L'opposante vénézuélienne et prix Nobel de la paix, María Corina Machado, a appelé dimanche la société et les valeurs européennes à « libérer le Venezuela » de la « dictature criminelle » de Nicolas Maduro et à entamer ensuite la « reconstruction morale » du pays.
Machado a appelé à l'aide de l'Europe pour réaliser une « reconstruction morale » du Venezuela, un avenir « lumineux », et a donné comme exemple la reconstruction du Vieux Continent après la Seconde Guerre mondiale, lors d'un discours enregistré pour le Forum sur l'avenir de l'UE qui se termine ce dimanche à Madrid.

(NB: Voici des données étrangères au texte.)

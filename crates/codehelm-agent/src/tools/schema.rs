//! JSON-schema subset validator for tool arguments.
//!
//! Supports the keywords tool schemas actually use: `type` (single or
//! list), `properties`, `required`, `additionalProperties: false`, `items`,
//! `enum`, `minimum`/`maximum`, `minLength`, `minItems`. Every violation is
//! reported with its field path; validation never stops at the first one.

use serde_json::Value;

use codehelm_core::error::FieldIssue;

/// JSON type name of a value, as a schema would spell it.
pub fn json_type_name(value: &Value) -> &'static str {
    match value {
        Value::Null => "null",
        Value::Bool(_) => "boolean",
        Value::Number(n) if n.is_i64() || n.is_u64() => "integer",
        Value::Number(_) => "number",
        Value::String(_) => "string",
        Value::Array(_) => "array",
        Value::Object(_) => "object",
    }
}

fn type_matches(value: &Value, expected: &str) -> bool {
    match expected {
        "integer" => match value {
            Value::Number(n) => {
                n.is_i64() || n.is_u64() || n.as_f64().is_some_and(|f| f.fract() == 0.0)
            }
            _ => false,
        },
        "number" => value.is_number(),
        "any" => true,
        other => json_type_name(value) == other,
    }
}

fn child_path(parent: &str, key: &str) -> String {
    if parent.is_empty() {
        key.to_string()
    } else {
        format!("{parent}.{key}")
    }
}

/// Validate `value` against `schema`, appending every violation to `issues`.
pub fn validate_value(value: &Value, schema: &Value, path: &str, issues: &mut Vec<FieldIssue>) {
    // Type
    let expected: Vec<&str> = match schema.get("type") {
        Some(Value::String(t)) => vec![t.as_str()],
        Some(Value::Array(ts)) => ts.iter().filter_map(|t| t.as_str()).collect(),
        _ => Vec::new(),
    };
    if !expected.is_empty() && !expected.iter().any(|t| type_matches(value, t)) {
        issues.push(FieldIssue::new(
            path,
            format!("expected {}, got {}", expected.join(" or "), json_type_name(value)),
        ));
        return;
    }

    // Enum
    if let Some(allowed) = schema.get("enum").and_then(|v| v.as_array()) {
        if !allowed.contains(value) {
            let options: Vec<String> = allowed.iter().map(|v| v.to_string()).collect();
            issues.push(FieldIssue::new(
                path,
                format!("must be one of [{}]", options.join(", ")),
            ));
        }
    }

    match value {
        Value::Object(map) => {
            if let Some(required) = schema.get("required").and_then(|v| v.as_array()) {
                for field in required.iter().filter_map(|f| f.as_str()) {
                    if !map.contains_key(field) {
                        issues.push(FieldIssue::new(
                            child_path(path, field),
                            "missing required field",
                        ));
                    }
                }
            }

            let properties = schema.get("properties").and_then(|v| v.as_object());
            let closed = schema.get("additionalProperties") == Some(&Value::Bool(false));

            for (key, child) in map {
                match properties.and_then(|p| p.get(key)) {
                    Some(child_schema) => {
                        validate_value(child, child_schema, &child_path(path, key), issues)
                    }
                    None if closed => issues.push(FieldIssue::new(
                        child_path(path, key),
                        "unknown field",
                    )),
                    None => {}
                }
            }
        }
        Value::Array(items) => {
            if let Some(min) = schema.get("minItems").and_then(|v| v.as_u64()) {
                if (items.len() as u64) < min {
                    issues.push(FieldIssue::new(
                        path,
                        format!("expected at least {min} items, got {}", items.len()),
                    ));
                }
            }
            if let Some(item_schema) = schema.get("items") {
                for (idx, item) in items.iter().enumerate() {
                    validate_value(item, item_schema, &format!("{path}[{idx}]"), issues);
                }
            }
        }
        Value::Number(n) => {
            if let Some(x) = n.as_f64() {
                if let Some(min) = schema.get("minimum").and_then(|v| v.as_f64()) {
                    if x < min {
                        issues.push(FieldIssue::new(path, format!("must be >= {min}")));
                    }
                }
                if let Some(max) = schema.get("maximum").and_then(|v| v.as_f64()) {
                    if x > max {
                        issues.push(FieldIssue::new(path, format!("must be <= {max}")));
                    }
                }
            }
        }
        Value::String(s) => {
            if let Some(min) = schema.get("minLength").and_then(|v| v.as_u64()) {
                if (s.chars().count() as u64) < min {
                    issues.push(FieldIssue::new(
                        path,
                        format!("must be at least {min} characters"),
                    ));
                }
            }
        }
        _ => {}
    }
}

/// Parse the raw argument string an LLM supplied into a JSON value.
///
/// An empty string means "no arguments".
pub fn parse_arguments(raw: &str) -> Result<Value, FieldIssue> {
    let trimmed = raw.trim();
    if trimmed.is_empty() {
        return Ok(Value::Object(Default::default()));
    }
    serde_json::from_str(trimmed)
        .map_err(|e| FieldIssue::new("", format!("arguments are not valid JSON: {e}")))
}
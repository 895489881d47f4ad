//! Configuration schema.
//!
//! Hierarchy: `Config` → `AgentSettings`, `ProviderConfig`, `AutoApproveConfig`,
//! `LoopDetectionConfig`, `CompressionConfig`, `ToolsConfig`.
//!
//! JSON on disk uses **camelCase** keys; Rust uses snake_case.
//! We use `#[serde(rename_all = "camelCase")]` to handle the conversion.

use serde::{Deserialize, Serialize};
use std::collections::HashMap;

// ─────────────────────────────────────────────
// Root Config
// ─────────────────────────────────────────────

/// Root configuration — loaded from `~/.codehelm/config.json` + env vars.
#[derive(Clone, Debug, Default, Serialize, Deserialize)]
#[serde(rename_all = "camelCase", default)]
pub struct Config {
    pub agent: AgentSettings,
    pub provider: ProviderConfig,
    pub approval: AutoApproveConfig,
    pub loop_detection: LoopDetectionConfig,
    pub compression: CompressionConfig,
    pub tools: ToolsConfig,
}

// ─────────────────────────────────────────────
// Agent
// ─────────────────────────────────────────────

/// How tool calls travel between the model and the orchestrator.
#[derive(Clone, Copy, Debug, Default, PartialEq, Eq, Serialize, Deserialize)]
#[serde(rename_all = "lowercase")]
pub enum ToolCallFormat {
    /// Provider-native function calling.
    #[default]
    Native,
    /// Tagged `<tool_call>` blocks embedded in the text stream.
    Inline,
}

/// Orchestrator settings.
#[derive(Clone, Debug, Serialize, Deserialize)]
#[serde(rename_all = "camelCase", default)]
pub struct AgentSettings {
    /// Default workspace directory.
    pub workspace: String,
    /// LLM model identifier.
    pub model: String,
    /// Maximum tokens to generate per response.
    pub max_tokens: u32,
    /// Sampling temperature (0.0 – 2.0).
    pub temperature: f64,
    /// Maximum LLM rounds that may request tools in one run.
    pub max_tool_rounds: u32,
    /// Upper bound on a single LLM round trip.
    pub request_timeout_secs: u64,
    /// Retries for a failed LLM round when the failure is retryable.
    pub llm_max_retries: u32,
    pub tool_call_format: ToolCallFormat,
}

impl Default for AgentSettings {
    fn default() -> Self {
        Self {
            workspace: ".".to_string(),
            model: "gpt-4o".to_string(),
            max_tokens: 8192,
            temperature: 0.2,
            max_tool_rounds: 15,
            request_timeout_secs: 120,
            llm_max_retries: 2,
            tool_call_format: ToolCallFormat::Native,
        }
    }
}

// ─────────────────────────────────────────────
// Provider
// ─────────────────────────────────────────────

/// Configuration for the LLM endpoint (API key, base URL, headers).
#[derive(Clone, Debug, Default, Serialize, Deserialize)]
#[serde(rename_all = "camelCase", default)]
pub struct ProviderConfig {
    /// API key for authentication.
    pub api_key: String,
    /// Custom API base URL (defaults to the OpenAI endpoint).
    #[serde(skip_serializing_if = "Option::is_none")]
    pub api_base: Option<String>,
    /// Extra HTTP headers to send with each request.
    #[serde(skip_serializing_if = "Option::is_none")]
    pub extra_headers: Option<HashMap<String, String>>,
}

impl ProviderConfig {
    /// Whether this provider has a configured API key.
    pub fn is_configured(&self) -> bool {
        !self.api_key.is_empty()
    }
}

// ─────────────────────────────────────────────
// Approval
// ─────────────────────────────────────────────

/// Per-category auto-approval switches. `true` skips the approval prompt.
#[derive(Clone, Copy, Debug, Default, PartialEq, Eq, Serialize, Deserialize)]
#[serde(rename_all = "camelCase", default)]
pub struct AutoApproveConfig {
    pub edits: bool,
    pub terminal: bool,
    pub dangerous: bool,
}

impl AutoApproveConfig {
    /// Auto-approve everything (the CLI's `--yes`).
    pub fn all() -> Self {
        Self {
            edits: true,
            terminal: true,
            dangerous: true,
        }
    }
}

// ─────────────────────────────────────────────
// Loop detection
// ─────────────────────────────────────────────

#[derive(Clone, Debug, Serialize, Deserialize)]
#[serde(rename_all = "camelCase", default)]
pub struct LoopDetectionConfig {
    pub enabled: bool,
    /// Prior matching calls that constitute a loop.
    pub threshold: usize,
    /// Size of the rolling signature history.
    pub window_size: usize,
}

impl Default for LoopDetectionConfig {
    fn default() -> Self {
        Self {
            enabled: true,
            threshold: 2,
            window_size: 20,
        }
    }
}

// ─────────────────────────────────────────────
// Context compression
// ─────────────────────────────────────────────

#[derive(Clone, Debug, Serialize, Deserialize)]
#[serde(rename_all = "camelCase", default)]
pub struct CompressionConfig {
    pub enabled: bool,
    /// Estimated tokens above which older turns are summarized.
    pub threshold_tokens: usize,
    /// User/assistant exchanges kept verbatim at the tail.
    pub keep_recent_exchanges: usize,
    /// Divisor of the character-based token heuristic.
    pub chars_per_token: usize,
}

impl Default for CompressionConfig {
    fn default() -> Self {
        Self {
            enabled: true,
            threshold_tokens: 24_000,
            keep_recent_exchanges: 3,
            chars_per_token: 4,
        }
    }
}

// ─────────────────────────────────────────────
// Tools
// ─────────────────────────────────────────────

#[derive(Clone, Debug, Serialize, Deserialize)]
#[serde(rename_all = "camelCase", default)]
pub struct ToolsConfig {
    /// Timeout for tools that do not declare one.
    pub default_timeout_secs: u64,
    /// Transient-failure retries for tools that do not declare a count.
    pub default_max_retries: u32,
    /// Restrict file tools to the workspace directory.
    pub restrict_to_workspace: bool,
    pub exec_timeout_secs: u64,
    /// File checkpoints kept for `/undo`; the oldest are dropped first.
    pub max_checkpoints: usize,
}

impl Default for ToolsConfig {
    fn default() -> Self {
        Self {
            default_timeout_secs: 60,
            default_max_retries: 1,
            restrict_to_workspace: true,
            exec_timeout_secs: 60,
            max_checkpoints: 50,
        }
    }
}
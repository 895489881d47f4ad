//! Context compressor — keeps the running conversation under a token budget.
//!
//! History is split at an exchange boundary: the last N user turns (and
//! everything after them) stay verbatim, everything before is replaced by
//! a single marked summary message. When there are too few user turns,
//! as in a long tool loop from one request, the split falls between
//! assistant rounds instead and the latest request is kept verbatim. A
//! previous summary is never fed back to the summarizer; new material is
//! summarized on its own and appended.

use std::sync::Arc;
use std::time::Duration;

use serde::Serialize;
use tracing::{info, warn};

use codehelm_core::config::CompressionConfig;
use codehelm_core::run::CompressionLevel;
use codehelm_core::types::Message;

use crate::summarizer::{ExtractiveSummarizer, Summarizer};

/// First line of every summary message.
pub const SUMMARY_MARKER: &str = "[Conversation summary: earlier turns condensed]";

/// Fixed per-message cost for role and framing.
const MESSAGE_OVERHEAD_TOKENS: usize = 4;

/// Result of the latest compression pass.
#[derive(Clone, Debug, Default, PartialEq, Eq, Serialize)]
pub struct CompressionState {
    pub estimated_tokens: usize,
    pub level: CompressionLevel,
    /// Index of the first message kept verbatim.
    pub boundary: usize,
}

#[derive(Clone, Debug, PartialEq, Eq)]
pub struct CompressionOutcome {
    pub state: CompressionState,
    pub tokens_before: usize,
    /// Whether the history was rewritten.
    pub applied: bool,
}

pub fn is_summary(msg: &Message) -> bool {
    matches!(msg, Message::System { content } if content.starts_with(SUMMARY_MARKER))
}

/// User messages that open an exchange (inline tool results do not).
fn starts_exchange(msg: &Message) -> bool {
    matches!(msg, Message::User { content } if !content.starts_with("<tool_result"))
}

pub struct ContextCompressor {
    config: CompressionConfig,
    summarizer: Arc<dyn Summarizer>,
    /// Longest wait for the summarizer before the extractive fallback.
    summary_timeout: Option<Duration>,
}

impl ContextCompressor {
    pub fn new(config: CompressionConfig, summarizer: Arc<dyn Summarizer>) -> Self {
        Self {
            config,
            summarizer,
            summary_timeout: None,
        }
    }

    pub fn with_summary_timeout(mut self, timeout: Duration) -> Self {
        self.summary_timeout = Some(timeout);
        self
    }

    // ── Estimation ──

    /// Character heuristic: `ceil(chars / chars_per_token)` plus overhead.
    pub fn estimate_message_tokens(&self, msg: &Message) -> usize {
        let mut chars = msg.text().chars().count();
        if let Message::Assistant {
            reasoning_content: Some(reasoning),
            ..
        } = msg
        {
            chars += reasoning.chars().count();
        }
        for call in msg.tool_calls() {
            chars += call.function.name.chars().count() + call.function.arguments.chars().count();
        }
        chars.div_ceil(self.config.chars_per_token.max(1)) + MESSAGE_OVERHEAD_TOKENS
    }

    pub fn estimate_tokens(&self, messages: &[Message]) -> usize {
        messages.iter().map(|m| self.estimate_message_tokens(m)).sum()
    }

    /// Level chosen by how far `tokens` is over the threshold.
    pub fn level_for(&self, tokens: usize) -> CompressionLevel {
        let threshold = self.config.threshold_tokens.max(1);
        if !self.config.enabled || tokens <= threshold {
            return CompressionLevel::None;
        }
        let ratio = tokens as f64 / threshold as f64;
        if ratio <= 1.5 {
            CompressionLevel::Light
        } else if ratio <= 2.0 {
            CompressionLevel::Moderate
        } else {
            CompressionLevel::Aggressive
        }
    }

    /// Index where the verbatim tail starts.
    ///
    /// Never lands between an assistant turn and its tool results: both
    /// exchange starts and round starts sit before an assistant message's
    /// results.
    pub fn boundary(&self, messages: &[Message]) -> usize {
        let keep = self.config.keep_recent_exchanges.max(1);
        let starts: Vec<usize> = messages
            .iter()
            .enumerate()
            .filter(|(_, m)| starts_exchange(m))
            .map(|(i, _)| i)
            .collect();
        if starts.len() > keep {
            return starts[starts.len() - keep];
        }

        // Too few exchanges: count assistant rounds after the latest request.
        let from = starts.last().map_or(0, |i| i + 1);
        let rounds: Vec<usize> = messages
            .iter()
            .enumerate()
            .skip(from)
            .filter(|(_, m)| matches!(m, Message::Assistant { .. }))
            .map(|(i, _)| i)
            .collect();
        if rounds.len() > keep {
            return rounds[rounds.len() - keep];
        }
        messages.iter().take_while(|m| is_summary(m)).count()
    }

    pub fn state(&self, messages: &[Message]) -> CompressionState {
        let tokens = self.estimate_tokens(messages);
        CompressionState {
            estimated_tokens: tokens,
            level: self.level_for(tokens),
            boundary: self.boundary(messages),
        }
    }

    // ── Compression ──

    /// Compress `messages` in place if they are over budget.
    pub async fn compress(&self, messages: &mut Vec<Message>) -> CompressionOutcome {
        let before = self.state(messages);
        let unchanged = CompressionOutcome {
            state: before.clone(),
            tokens_before: before.estimated_tokens,
            applied: false,
        };
        if before.level == CompressionLevel::None {
            return unchanged;
        }

        let boundary = before.boundary;
        // A split inside the latest exchange keeps its request verbatim.
        let pinned = messages
            .iter()
            .rposition(starts_exchange)
            .filter(|&i| i < boundary);
        let previous: Vec<&Message> = messages[..boundary].iter().filter(|m| is_summary(m)).collect();
        let fresh: Vec<Message> = messages[..boundary]
            .iter()
            .enumerate()
            .filter(|(i, m)| !is_summary(m) && Some(*i) != pinned)
            .map(|(_, m)| m.clone())
            .collect();
        if fresh.is_empty() {
            return unchanged;
        }

        let summary = match self.summarize(&fresh, before.level).await {
            Ok(s) => s,
            Err(e) => {
                warn!(summarizer = self.summarizer.name(), error = %e, "summarizer failed; using extractive summary");
                ExtractiveSummarizer
                    .summarize(&fresh, before.level)
                    .await
                    .unwrap_or_default()
            }
        };

        let mut body: Vec<String> = previous
            .iter()
            .map(|m| m.text().trim_start_matches(SUMMARY_MARKER).trim().to_string())
            .filter(|s| !s.is_empty())
            .collect();
        body.push(summary.trim().to_string());
        let summary_msg = Message::system(format!("{SUMMARY_MARKER}\n{}", body.join("\n\n")));

        let tail = messages.split_off(boundary);
        let request = pinned.map(|i| messages[i].clone());
        messages.clear();
        messages.push(summary_msg);
        messages.extend(request);
        messages.extend(tail);

        let after = CompressionState {
            estimated_tokens: self.estimate_tokens(messages),
            level: before.level,
            boundary: 1,
        };
        info!(
            level = ?after.level,
            summarized = fresh.len(),
            tokens_before = before.estimated_tokens,
            tokens_after = after.estimated_tokens,
            "context compressed"
        );
        CompressionOutcome {
            state: after,
            tokens_before: before.estimated_tokens,
            applied: true,
        }
    }

    async fn summarize(&self, fresh: &[Message], level: CompressionLevel) -> anyhow::Result<String> {
        match self.summary_timeout {
            Some(limit) => tokio::time::timeout(limit, self.summarizer.summarize(fresh, level))
                .await
                .map_err(|_| anyhow::anyhow!("summary timed out after {}s", limit.as_secs()))?,
            None => self.summarizer.summarize(fresh, level).await,
        }
    }
}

« Je le sais, l'Europe contribuera de plus en plus à libérer le Venezuela. Et le Venezuela peut également contribuer à renouveler cet esprit de l'Europe », a-t-il souligné.
« Vous, jeunes Européens, savez ce que signifie sortir une nation des ruines de la guerre et transformer cette douleur en paix. Votre continent l'a fait et c'est pourquoi l'Europe a un rôle essentiel, non seulement en tant qu'alliée dans cette lutte existentielle, mais aussi en tant que référence morale », a-t-il soutenu.
Pour Machado, « l’Europe doit rappeler au monde que la démocratie n’est pas un luxe ou un concept du passé, mais une réussite quotidienne ». « Je vous promets quelque chose. Le Venezuela sera libre. Et quand il le sera, ce sera un pays où les jeunes voudront vivre, sans jamais s'échapper. Le Venezuela sera libre et je serai honorée de les accueillir ici à bras ouverts », a-t-elle souligné.
Machado a également critiqué le régime vénézuélien parce qu’il utilise la pauvreté comme « outil de contrôle social ». « Depuis de nombreuses années, notre peuple est confronté à une dictature criminelle, un régime qui a tout détruit : les institutions, la justice corrompue, l'effondrement de nos infrastructures et de notre économie, obligeant des millions de personnes à fuir », a déclaré Machado. « Mais malgré tout cela, le Venezuela est debout. Et cet exemple de ceux qui n'abandonnent pas et une force qui grandit chaque jour, c'est la jeunesse », a-t-il souligné.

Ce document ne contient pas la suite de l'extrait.